She pauses for a moment, letting the words sink in, her head running through a dozen different responses in the span of a second. She knows that whatever she says now will determine everything that goes after, and as much as her heart is screaming at her to be selfish, she's given consideration to this situation happening and already decided how to handle it.
"Even better!" she gushes, using every acting skill she has to keep any tremor out of her voice. "It's about time someone noticed you!"
Peggy is quiet for a moment. "You're ok with this?"
Angie forces herself to ignore her emotions for a moment and focus instead on Peggy. "Of course I am, English. This is your big break! You've worked hard for it, and I'm glad someone is finally giving you your due. On to bigger and better things, right?"
Peggy heaves out a deep and, more importantly, relieved sigh, and Angie knows that she made the right decision.
-
As happy as she sounds with Angie approval, Peggy doesn't return to their room that night. It's the first time Angie's slept alone in months.
6. The house Howard sets Peggy up in once she's in D.C. is perfect, truly, with everything she'd ever want, and yet...
It doesn't have Angie, some part of her mind whispers as she stares once more at the still unfamiliar living room, and she grabs ahold of that traitorous thought and shoves it deep into the back of her mind.
Angie was happy, she tells herself once more as she settles onto the couch. Angie was supportive and happy and very liberal with her approval.
Is that why, the little imp of a voice in her mind starts up again, she didn't bother to tell you about her big break?

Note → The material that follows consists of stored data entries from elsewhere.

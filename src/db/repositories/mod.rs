//! Database repositories
//!
//! Repository pattern implementations for database access.
//! Each repository handles the operations for a single table.

pub mod blog;
pub mod contact;
pub mod enrollment;
pub mod user;

pub use blog::{BlogRepository, SqlxBlogRepository};
pub use contact::{ContactRepository, SqlxContactRepository};
pub use enrollment::{EnrollmentRepository, SqlxEnrollmentRepository};
pub use user::{SqlxUserRepository, UserRepository};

Peggy's a logical woman. She can understand it from Angie's point of view. She didn't want to steal the spotlight from Peggy's moment, and once Peggy had agreed to run S.H.I.E.L.D., there was little time for the two of them to talk, and Peggy is sure that Angie would have told her, given the proper time.
It doesn't make the sting from having to hear about it second-hand 3 weeks after the fact from Howard of all people hurt any less.
The phone, conveniently placed beside her, begins to ring, and Peggy lifts it to her ear out of instinct. "Peggy Carter speaking."
"...Peg?"
It's Angie.
"Angie," Peggy breathes, sitting up expectantly before painfully remembering that this isn't their house in New York, and that Angie isn't sitting in the next room over on a different line.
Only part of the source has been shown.